Given these considerations, SEBI has in the recent past taken steps to enhance disclosures and standardization in the context of performance fees, such as introducing benchmarking norms. However, these norms are more specific to returns associated with such fee structures. Additionally, in the current proposal SEBI requires compliance with conditions under Regulation 24(b). However, it is suggested that a more nuanced and principle-based approach must be adopted specific to performance-fee-related risks. Taking a cue from the EU, India should come up with enhanced disclosure about excessive risk taking by them and ensure that managers charge a performance fee that allows them reasonable incentives for genuine outperformance. Alternatively, a dedicated committee to oversee conflicts related to performance fees can be made similar to the Unit Holder Protection Committee under the current proposal for fee differentials.
CONCLUSION
While SEBI’s proposal for AMCs is appreciated, some measures appear piecemeal. For years, AMCs have missed opportunities related to NBBFs due to SEBI’s outright rejection of the efficacy of Chinese Walls which resulted in a complete ban for AMCs to deal in NBBFs. However, this rigid stance is counterproductive as it is based on the premise that conflicts in NBBFs are inevitable and that it cannot be resolved. This approach runs contrary to the booming asset management market which requires regulation with flexibility. SEBI should adopt a facilitative approach as it has done earlier in the context of merchant bankers. The SEBI first prohibited merchant bankers from carrying out valuation activities due to COI concerns, however, it was later withdrawn.
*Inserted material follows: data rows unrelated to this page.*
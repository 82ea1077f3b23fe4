//! Property queries from the front end
//!
//! Each request names a connection; values are resolved in the scope of
//! the session bound to it (which also enables the synthetic
//! `CURRENT.CONNECTION.` paths).

use std::sync::Arc;

use futures::future::BoxFuture;

use crate::context::AppContext;
use crate::rpc::calls::IncomingCall;
use crate::rpc::messages::{
    property_kind, PropertyBoolResponse, PropertyBulkRequest, PropertyBulkResponse,
    PropertyBulkValue, PropertyNumberResponse, PropertyRequest, PropertyStringResponse,
};

fn session_for_connection(ctx: &Arc<AppContext>, connection_id: u32) -> u32 {
    ctx.connections
        .get(connection_id)
        .map(|c| c.session_id())
        .unwrap_or(0)
}

pub(super) fn handle_bool(call: IncomingCall, ctx: &Arc<AppContext>) -> BoxFuture<'static, ()> {
    let ctx = ctx.clone();
    Box::pin(async move {
        let Ok(req) = call.decode::<PropertyRequest>() else {
            call.respond_failed("bad property request");
            return;
        };
        let session_id = session_for_connection(&ctx, req.connection_id);
        let value = ctx.property_bool(session_id, &req.path);
        call.respond_success(&PropertyBoolResponse {
            success: value.is_some(),
            value: value.unwrap_or(false),
        });
    })
}

pub(super) fn handle_number(call: IncomingCall, ctx: &Arc<AppContext>) -> BoxFuture<'static, ()> {
    let ctx = ctx.clone();
    Box::pin(async move {
        let Ok(req) = call.decode::<PropertyRequest>() else {
            call.respond_failed("bad property request");
            return;
        };
        let session_id = session_for_connection(&ctx, req.connection_id);
        let value = ctx.property_number(session_id, &req.path);
        call.respond_success(&PropertyNumberResponse {
            success: value.is_some(),
            value: value.unwrap_or(0),
        });
    })
}

pub(super) fn handle_string(call: IncomingCall, ctx: &Arc<AppContext>) -> BoxFuture<'static, ()> {
    let ctx = ctx.clone();
    Box::pin(async move {
        let Ok(req) = call.decode::<PropertyRequest>() else {
            call.respond_failed("bad property request");
            return;
        };
        let session_id = session_for_connection(&ctx, req.connection_id);
        let value = ctx.property_string(session_id, &req.path);
        call.respond_success(&PropertyStringResponse {
            success: value.is_some(),
            value: value.unwrap_or_default(),
        });
    })
}

pub(super) fn handle_bulk(call: IncomingCall, ctx: &Arc<AppContext>) -> BoxFuture<'static, ()> {
    let ctx = ctx.clone();
    Box::pin(async move {
        let Ok(req) = call.decode::<PropertyBulkRequest>() else {
            call.respond_failed("bad property request");
            return;
        };
        let session_id = session_for_connection(&ctx, req.connection_id);

        let results = req
            .properties
            .iter()
            .map(|entry| {
                let mut result = PropertyBulkValue::default();
                match entry.kind {
                    property_kind::BOOL => {
                        if let Some(value) = ctx.property_bool(session_id, &entry.path) {
                            result.success = true;
                            result.bool_value = value;
                        }
                    }
                    property_kind::NUMBER => {
                        if let Some(value) = ctx.property_number(session_id, &entry.path) {
                            result.success = true;
                            result.number_value = value;
                        }
                    }
                    property_kind::STRING => {
                        if let Some(value) = ctx.property_string(session_id, &entry.path) {
                            result.success = true;
                            result.string_value = value;
                        }
                    }
                    _ => {}
                }
                result
            })
            .collect();

        call.respond_success(&PropertyBulkResponse { results });
    })
}
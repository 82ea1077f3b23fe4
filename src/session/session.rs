//! The session entity
//!
//! Identity, environment, module binding, connect-state machine and the
//! private executor. Two locks guard a session: `inner` for identity
//! and module binding, `state` for the connect state and its
//! timestamps. Neither is held across module calls.

use std::sync::atomic::{AtomicBool, Ordering};
use std::sync::Arc;
use std::time::SystemTime;

use parking_lot::Mutex;
use thiserror::Error;
use uzers::os::unix::UserExt;
use tracing::{debug, error, info, trace, warn};

use crate::context::AppContext;
use crate::module::{BackendModule, EnvBlock, ModuleContext, ModuleError, UserIdentity};
use crate::permission::{
    check_permission, PERM_FLAGS_FULL, PERM_FLAGS_GUEST, PERM_FLAGS_USER,
};
use crate::protocol::DEFAULT_PATH;
use crate::session::executor::SessionExecutor;
use crate::session::state::{ConnectState, NotificationReason};
use crate::task::BoxedTask;

#[derive(Debug, Error)]
pub enum SessionError {
    #[error("session has no user name")]
    NoUserName,

    #[error("user lookup failed for {0}")]
    UserLookup(String),

    #[error("module already started")]
    AlreadyStarted,

    #[error("no module started")]
    NotStarted,

    #[error("no backend module registered under {0}")]
    ModuleNotFound(String),

    #[error("missing configuration: {0}")]
    MissingConfig(String),

    #[error(transparent)]
    Module(#[from] ModuleError),

    #[error("i/o: {0}")]
    Io(#[from] std::io::Error),
}

/// Login token of the session user. `close` is idempotent; a closed
/// token yields no identity.
#[derive(Debug)]
pub struct UserToken {
    identity: UserIdentity,
    closed: AtomicBool,
}
//! Greeter re-authentication
//!
//! An SBP call from the greeter backend carrying fresh credentials.
//! Runs on the greeter session's executor: authenticates the
//! connection, applies the reconnect policy and either reuses the
//! greeter session for a brand-new user session (switching within the
//! session) or switches the connection over to an existing session and
//! drops the greeter.

use std::sync::Arc;

use async_trait::async_trait;
use tracing::{error, info, warn};
use zeroize::Zeroizing;

use crate::context::AppContext;
use crate::module::auth::AuthStatus;
use crate::rpc::calls::{out, IncomingCall};
use crate::rpc::messages::AuthenticateUserResponse;
use crate::session::session::Session;
use crate::session::state::ConnectState;
use crate::session::tasks::disconnect::TaskDisconnect;
use crate::session::tasks::end::TaskEnd;
use crate::session::tasks::switch_to::TaskSwitchTo;
use crate::task::Task;

pub struct TaskAuthenticateUser {
    session_id: u32,
    user_name: String,
    domain: String,
    password: Zeroizing<String>,
    call: Option<IncomingCall>,
}

impl TaskAuthenticateUser {
    pub fn new(
        session_id: u32,
        user_name: String,
        domain: String,
        password: String,
        call: IncomingCall,
    ) -> Self {
        Self {
            session_id,
            user_name,
            domain,
            password: Zeroizing::new(password),
            call: Some(call),
        }
    }

    async fn authenticate(&self, ctx: &Arc<AppContext>) -> AuthStatus {
        let Some(session) = ctx.sessions.get(self.session_id) else {
            error!(session = self.session_id, "no session for re-auth");
            return AuthStatus::InternalError;
        };
        if session.connect_state() != ConnectState::Connected {
            warn!(
                session = self.session_id,
                state = %session.connect_state(),
                "re-auth on a session that is not a greeter"
            );
            return AuthStatus::WrongSessionState;
        }
        let connection_id = ctx.connections.connection_id_for_session(self.session_id);
        let Some(connection) = ctx.connections.get(connection_id) else {
            error!(
                session = self.session_id,
                "no connection bound to greeter session"
            );
            return AuthStatus::ConnectionMissing;
        };
        connection
            .authenticate_user(ctx, &self.user_name, &self.domain, &self.password, self.session_id)
            .await
    }

    /// Reuse the greeter session for the new user: swap the greeter
    /// aside, start the user backend, tell the front end to switch
    /// pipes within the same session.
    async fn switch_within_session(
        &self,
        ctx: &Arc<AppContext>,
        session: &Arc<Session>,
    ) -> bool {
        let connection_id = ctx.connections.connection_id_for_session(self.session_id);
        let Some(connection) = ctx.connections.get(connection_id) else {
            return false;
        };

        session.set_user_name(&self.user_name);
        // domains are not meaningful on unix platforms
        session.set_domain("");
        session.init_permissions(ctx);

        if !session.check_permission(crate::permission::PERM_LOGON) {
            error!(
                session = session.id(),
                user = %self.user_name,
                "user has no permission to log on"
            );
            ctx.sessions.remove(session.id());
            connection.reset_authenticated_user();
            return false;
        }

        if let Err(err) = session.generate_user_token().await {
            error!(session = session.id(), %err, "user token generation failed");
            ctx.sessions.remove(session.id());
            connection.reset_authenticated_user();
            return false;
        }

        let client = connection.client_information();
        if let Err(err) = session
            .generate_env_block(ctx, &client.client_host_name, &client.client_address)
            .await
        {
            error!(session = session.id(), %err, "environment generation failed");
            ctx.sessions.remove(session.id());
            connection.reset_authenticated_user();
            return false;
        }

        if !session.mark_backend_as_auth() {
            return false;
        }
        session.apply_auth_token_permissions(ctx);

        let module_config = ctx
            .property_string(session.id(), "module")
            .unwrap_or_else(|| {
                info!(session = session.id(), "property module not set, using X11");
                "X11".to_string()
            });
        session.set_module_config_name(&module_config);

        // clamp the connection against the user session's maxima
        let max_width = session.max_x_res() as u32;
        let max_height = session.max_y_res() as u32;
        connection.update_client_information(|client| {
            if max_width != 0 && max_width < client.width {
                client.width = max_width;
            }
            if max_height != 0 && max_height < client.height {
                client.height = max_height;
            }
        });

        let pipe_name = match session.start_module(ctx).await {
            Ok(pipe_name) => pipe_name,
            Err(err) => {
                error!(
                    session = session.id(),
                    config = %module_config,
                    %err,
                    "user backend failed to start, restoring greeter"
                );
                session.restore_backend_from_auth();
                connection.reset_authenticated_user();
                return false;
            }
        };

        let (ogon_cookie, backend_cookie) = session.cookies();
        let switched = out::switch_to(
            ctx,
            connection_id,
            &pipe_name,
            max_width,
            max_height,
            &ogon_cookie,
            &backend_cookie,
        )
        .await;

        match switched {
            Ok(true) => {
                session.destroy_auth_backend(ctx).await;
            }
            Ok(false) | Err(_) => {
                error!(session = session.id(), "front end failed to switch pipes");
                return false;
            }
        }

        if let Err(err) = session.connect_module(ctx).await {
            warn!(session = session.id(), %err, "module connect failed");
        }
        session.set_connect_state(ctx, ConnectState::Active).await;
        true
    }

    /// Reconnect policy after successful re-auth; mirrors the logon
    /// flow but starts from a live greeter session.
    async fn attach_user_session(&self, ctx: &Arc<AppContext>) -> bool {
        let user = self.user_name.as_str();
        let domain = "";
        let reconnect_allowed = ctx
            .properties
            .get_bool(Some(user), "session.reconnect")
            .unwrap_or(true);
        let reconnect_same_client = ctx
            .properties
            .get_bool(Some(user), "session.reconnect.fromSameClient")
            .unwrap_or(false);
        let single_session = ctx
            .properties
            .get_bool(Some(user), "session.singleSession")
            .unwrap_or(false);

        let Some(greeter) = ctx.sessions.get(self.session_id) else {
            return false;
        };
        let client_host = greeter.client_host_name();
        let host_filter = reconnect_same_client.then_some(client_host.as_str());

        let mut target: Option<Arc<Session>> = None;
        if reconnect_allowed {
            if single_session {
                target = ctx.sessions.first_logged_in_session(user, domain, host_filter);
                if let Some(existing) = &target {
                    let bound = ctx.connections.connection_id_for_session(existing.id());
                    if bound != 0 {
                        info!(
                            session = existing.id(),
                            connection = bound,
                            "single session policy, disconnecting live connection"
                        );
                        let (task, done) = TaskDisconnect::for_session(existing.id());
                        if existing.add_task(Box::new(task)) {
                            let _ = done.await;
                        }
                    }
                }
            } else {
                target = ctx
                    .sessions
                    .first_disconnected_session(user, domain, host_filter);
            }
        } else if single_session {
            if let Some(existing) = ctx.sessions.first_logged_in_session(user, domain, host_filter)
            {
                let (task, done) = TaskEnd::new(existing.id());
                if existing.add_task(Box::new(task)) {
                    let _ = done.await;
                }
            }
        }

        match target {
            None => {
                info!(
                    session = self.session_id,
                    user,
                    reconnect_allowed,
                    reconnect_same_client,
                    single_session,
                    "replacing greeter with a new user session"
                );
                self.switch_within_session(ctx, &greeter).await
            }
            Some(existing) => {
                info!(
                    session = existing.id(),
                    user, "switching connection to existing session"
                );
                let connection_id = ctx.connections.connection_id_for_session(self.session_id);
                let (task, done) = TaskSwitchTo::new(connection_id, existing.id());
                if !existing.add_task(Box::new(task)) {
                    return false;
                }
                match done.await {
                    Ok(true) => {
                        // the greeter session is no longer needed
                        ctx.sessions.remove(self.session_id);
                        true
                    }
                    _ => {
                        error!(session = self.session_id, "switch to existing session failed");
                        false
                    }
                }
            }
        }
    }
}

#[async_trait]
impl Task for TaskAuthenticateUser {
    async fn run(&mut self, ctx: &Arc<AppContext>) {
        let mut status = self.authenticate(ctx).await;
        if status == AuthStatus::Success && !self.attach_user_session(ctx).await {
            status = AuthStatus::InternalError;
        }
        if let Some(call) = self.call.take() {
            call.respond_success(&AuthenticateUserResponse {
                auth_status: status.as_wire(),
            });
        }
    }

    fn abort(&mut self) {
        if let Some(call) = self.call.take() {
            call.respond_failed("authentication aborted");
        }
    }

    fn label(&self) -> &'static str {
        "authenticate-user"
    }
}
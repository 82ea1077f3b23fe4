//! Administrative API (OTSAPI)
//!
//! Token-authenticated operations on sessions, served out-of-process
//! over a local socket. The heavyweight RPC transport of the full
//! platform is external; this module carries the operation set over a
//! length-prefixed JSON protocol and enforces the per-operation
//! permission bits.

use serde::{Deserialize, Serialize};

pub mod handler;
pub mod remote_control;
pub mod server;

pub use handler::OtsApiHandler;
pub use server::OtsApiServer;

/// Wire value for "the message box timed out".
pub use crate::protocol::message::IDTIMEOUT;

/// Summary entry of `enumerateSessions`.
#[derive(Debug, Clone, Serialize, Deserialize)]
pub struct SessionInfo {
    pub session_id: u32,
    pub win_station_name: String,
    pub connect_state: u32,
}

/// Full record of `querySessionInformation`.
#[derive(Debug, Clone, Serialize, Deserialize)]
pub struct SessionDetails {
    pub session_id: u32,
    pub user_name: String,
    pub domain: String,
    pub client_host_name: String,
    pub win_station_name: String,
    pub connect_state: u32,
    pub connect_time: Option<u64>,
    pub disconnect_time: Option<u64>,
    pub logon_time: Option<u64>,
    pub max_width: u32,
    pub max_height: u32,
    pub shadowed_by: Vec<u32>,
    /// Transport counters reported by the front end; absent while the
    /// session has no connection (or the front end does not answer).
    pub stats: Option<ConnectionStats>,
}

/// Transport counters of a connection.
#[derive(Debug, Clone, Serialize, Deserialize)]
pub struct ConnectionStats {
    pub incoming_bytes: u64,
    pub outgoing_bytes: u64,
    pub incoming_frames: u64,
    pub outgoing_frames: u64,
}

/// Requests accepted by the OTSAPI endpoint.
#[derive(Debug, Clone, Serialize, Deserialize)]
#[serde(tag = "op", rename_all = "camelCase")]
pub enum OtsRequest {
    Ping {
        value: u32,
    },
    GetVersionInfo,
    LogonConnection {
        user_name: String,
        domain: String,
        password: String,
    },
    LogoffConnection {
        token: String,
    },
    EnumerateSessions {
        token: String,
    },
    QuerySessionInformation {
        token: String,
        session_id: u32,
    },
    DisconnectSession {
        token: String,
        session_id: u32,
        wait: bool,
    },
    LogoffSession {
        token: String,
        session_id: u32,
        wait: bool,
    },
    StartRemoteControlSession {
        token: String,
        session_id: u32,
        target_session_id: u32,
        hotkey_vk: u8,
        hotkey_modifiers: u16,
        flags: u32,
    },
    StopRemoteControlSession {
        token: String,
        session_id: u32,
    },
    VirtualChannelOpen {
        token: String,
        session_id: u32,
        virtual_name: String,
        dynamic: bool,
        flags: u32,
    },
    VirtualChannelClose {
        token: String,
        session_id: u32,
        virtual_name: String,
        instance: u32,
    },
    SendMessage {
        token: String,
        session_id: u32,
        title: String,
        message: String,
        style: u32,
        timeout: u32,
        wait: bool,
    },
}

/// Responses of the OTSAPI endpoint.
#[derive(Debug, Clone, Serialize, Deserialize)]
#[serde(tag = "result", rename_all = "camelCase")]
pub enum OtsResponse {
    Pong { value: u32 },
    Version { major: u32, minor: u32 },
    Token { token: Option<String> },
    Done { success: bool },
    Sessions { sessions: Vec<SessionInfo> },
    SessionInformation { info: Option<SessionDetails> },
    Channel { pipe_name: String, instance: u32 },
    MessageResult { response: u32 },
    Error { message: String },
}
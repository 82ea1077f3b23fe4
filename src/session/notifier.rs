//! Session notification sink
//!
//! State transitions are announced to an external notifier (the
//! production deployment forwards them to the system bus; that sink
//! lives outside this crate). The default implementation just traces.

use tracing::info;

use crate::session::state::NotificationReason;

/// Receiver of session state-change notifications.
pub trait SessionNotifier: Send + Sync {
    fn notify(&self, reason: NotificationReason, session_id: u32);
}

/// Notifier that logs every event.
pub struct LogNotifier;

impl SessionNotifier for LogNotifier {
    fn notify(&self, reason: NotificationReason, session_id: u32) {
        info!(
            session = session_id,
            reason = ?reason,
            code = reason.as_wts(),
            "session notification"
        );
    }
}

/// Notifier that forwards events into an unbounded channel; used by
/// tests to assert on emitted transitions.
pub struct ChannelNotifier {
    tx: tokio::sync::mpsc::UnboundedSender<(NotificationReason, u32)>,
}

impl ChannelNotifier {
    pub fn new() -> (
        Self,
        tokio::sync::mpsc::UnboundedReceiver<(NotificationReason, u32)>,
    ) {
        let (tx, rx) = tokio::sync::mpsc::unbounded_channel();
        (Self { tx }, rx)
    }
}

impl SessionNotifier for ChannelNotifier {
    fn notify(&self, reason: NotificationReason, session_id: u32) {
        let _ = self.tx.send((reason, session_id));
    }
}
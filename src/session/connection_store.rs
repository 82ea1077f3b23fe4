//! Connection store
//!
//! Process-wide index of connections keyed by the front end's
//! connection id.

use std::collections::HashMap;
use std::sync::Arc;

use parking_lot::Mutex;

use crate::session::connection::Connection;

pub struct ConnectionStore {
    connections: Mutex<HashMap<u32, Arc<Connection>>>,
}

impl ConnectionStore {
    pub fn new() -> Self {
        Self {
            connections: Mutex::new(HashMap::new()),
        }
    }

    pub fn get_or_create(&self, connection_id: u32) -> Arc<Connection> {
        self.connections
            .lock()
            .entry(connection_id)
            .or_insert_with(|| Arc::new(Connection::new(connection_id)))
            .clone()
    }

    pub fn get(&self, connection_id: u32) -> Option<Arc<Connection>> {
        self.connections.lock().get(&connection_id).cloned()
    }

    pub fn connection_for_session(&self, session_id: u32) -> Option<Arc<Connection>> {
        self.connections
            .lock()
            .values()
            .find(|c| c.session_id() == session_id)
            .cloned()
    }

    /// Connection id bound to a session, 0 if none.
    pub fn connection_id_for_session(&self, session_id: u32) -> u32 {
        self.connection_for_session(session_id)
            .map(|c| c.connection_id())
            .unwrap_or(0)
    }

    pub fn remove(&self, connection_id: u32) {
        self.connections.lock().remove(&connection_id);
    }

    /// Wipe all connections (transport reset).
    pub fn reset(&self) {
        self.connections.lock().clear();
    }

    pub fn len(&self) -> usize {
        self.connections.lock().len()
    }

    pub fn is_empty(&self) -> bool {
        self.connections.lock().is_empty()
    }
}

impl Default for ConnectionStore {
    fn default() -> Self {
        Self::new()
    }
}
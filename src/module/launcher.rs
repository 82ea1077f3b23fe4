//! Out-of-process launcher wrapper
//!
//! Wraps a backend module so its process is started through the
//! privileged launcher helper instead of directly. The helper performs
//! the system-session bookkeeping (PAM session, utmp) that is outside
//! this crate, then execs the real backend with the environment we
//! prepared.

use std::collections::HashMap;
use std::sync::Arc;

use async_trait::async_trait;
use nix::sys::signal::{kill, Signal};
use nix::unistd::Pid;
use parking_lot::Mutex;
use tracing::{info, warn};

use crate::context::AppContext;
use crate::module::{BackendModule, ModuleContext, ModuleError};
use crate::protocol::backend_pipe_name;

const DEFAULT_LAUNCHER: &str = "wrd-session-launcher";

pub struct LauncherModule {
    inner_name: String,
    children: Mutex<HashMap<u64, u32>>,
}

impl LauncherModule {
    pub fn new(inner_name: impl Into<String>) -> Self {
        Self {
            inner_name: inner_name.into(),
            children: Mutex::new(HashMap::new()),
        }
    }
}

#[async_trait]
impl BackendModule for LauncherModule {
    fn name(&self) -> &str {
        &self.inner_name
    }

    async fn start(
        &self,
        ctx: &Arc<AppContext>,
        mctx: &ModuleContext,
    ) -> Result<String, ModuleError> {
        let launcher = ctx
            .property_string(0, "launcher.path")
            .unwrap_or_else(|| DEFAULT_LAUNCHER.to_string());

        let mut cmd = tokio::process::Command::new(&launcher);
        cmd.arg("--module")
            .arg(&self.inner_name)
            .arg("--session-id")
            .arg(mctx.session_id.to_string())
            .arg("--config")
            .arg(&mctx.base_config_path);
        if !mctx.user_name.is_empty() {
            cmd.arg("--user").arg(&mctx.user_name);
        }
        cmd.env_clear();
        cmd.envs(mctx.env.iter());

        let child = cmd.spawn()?;
        let pid = child
            .id()
            .ok_or_else(|| ModuleError::Spawn(std::io::Error::other("launcher exited at spawn")))?;

        info!(
            session = mctx.session_id,
            module = %self.inner_name,
            launcher = %launcher,
            pid,
            "backend started via launcher"
        );

        self.children.lock().insert(mctx.context_id, pid);
        ctx.monitor
            .add_child(child, mctx.session_id, true, mctx.context_id);

        Ok(backend_pipe_name(mctx.session_id, &self.inner_name))
    }

    async fn stop(&self, ctx: &Arc<AppContext>, mctx: &ModuleContext) -> Result<(), ModuleError> {
        let Some(pid) = self.children.lock().remove(&mctx.context_id) else {
            return Err(ModuleError::UnknownContext(mctx.context_id));
        };
        ctx.monitor.remove_process(pid);
        if let Err(err) = kill(Pid::from_raw(pid as i32), Signal::SIGTERM) {
            warn!(session = mctx.session_id, pid, %err, "failed to signal launcher");
        }
        Ok(())
    }

    fn custom_info(&self, mctx: &ModuleContext) -> Option<String> {
        Some(format!("{}-{}", self.inner_name, mctx.session_id))
    }

    fn free_context(&self, mctx: &ModuleContext) {
        self.children.lock().remove(&mctx.context_id);
    }
}
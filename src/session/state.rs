//! Session connect states and notification reasons

use std::fmt;

/// WTS-compatible connect state of a session.
///
/// `Idle`, `Listen` and `Reset` are reserved for reporting
/// compatibility and are never entered by the state machine.
#[derive(Debug, Clone, Copy, PartialEq, Eq)]
pub enum ConnectState {
    Active,
    Connected,
    ConnectQuery,
    Shadow,
    Disconnected,
    Idle,
    Listen,
    Reset,
    Down,
    Init,
}

impl ConnectState {
    /// Numeric WTS_CONNECTSTATE_CLASS value used in API reporting.
    pub fn as_wts(self) -> u32 {
        match self {
            ConnectState::Active => 0,
            ConnectState::Connected => 1,
            ConnectState::ConnectQuery => 2,
            ConnectState::Shadow => 3,
            ConnectState::Disconnected => 4,
            ConnectState::Idle => 5,
            ConnectState::Listen => 6,
            ConnectState::Reset => 7,
            ConnectState::Down => 8,
            ConnectState::Init => 9,
        }
    }
}

impl fmt::Display for ConnectState {
    fn fmt(&self, f: &mut fmt::Formatter<'_>) -> fmt::Result {
        let name = match self {
            ConnectState::Active => "Active",
            ConnectState::Connected => "Connected",
            ConnectState::ConnectQuery => "ConnectQuery",
            ConnectState::Shadow => "Shadow",
            ConnectState::Disconnected => "Disconnected",
            ConnectState::Idle => "Idle",
            ConnectState::Listen => "Listen",
            ConnectState::Reset => "Reset",
            ConnectState::Down => "Down",
            ConnectState::Init => "Init",
        };
        f.write_str(name)
    }
}

/// Reason codes delivered to the session notifier (WTS notification
/// values).
#[derive(Debug, Clone, Copy, PartialEq, Eq)]
pub enum NotificationReason {
    RemoteConnect,
    RemoteDisconnect,
    SessionLogon,
    SessionLogoff,
    SessionRemoteControl,
}

impl NotificationReason {
    pub fn as_wts(self) -> u32 {
        match self {
            NotificationReason::RemoteConnect => 0x3,
            NotificationReason::RemoteDisconnect => 0x4,
            NotificationReason::SessionLogon => 0x5,
            NotificationReason::SessionLogoff => 0x6,
            NotificationReason::SessionRemoteControl => 0x9,
        }
    }
}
Adopting a similarly balanced approach for AMCs would encourage innovation and robust investor safeguards.
(This post has been authored by Anshika Kaushik, a fourth-year student at NLIU, Bhopal)
CITE AS: Anshika Kaushik ‘BETWEEN FREEDOM AND CONTROL: SEBI’S REFORMS FOR ASSET MANAGEMENT COMPANIES’ (The Contemporary Law Forum, 26 September 2025) <https://tclf.in/2025/09/26/between-freedom-and-control-sebi’s-reforms-for-asset-management-companies> date of access.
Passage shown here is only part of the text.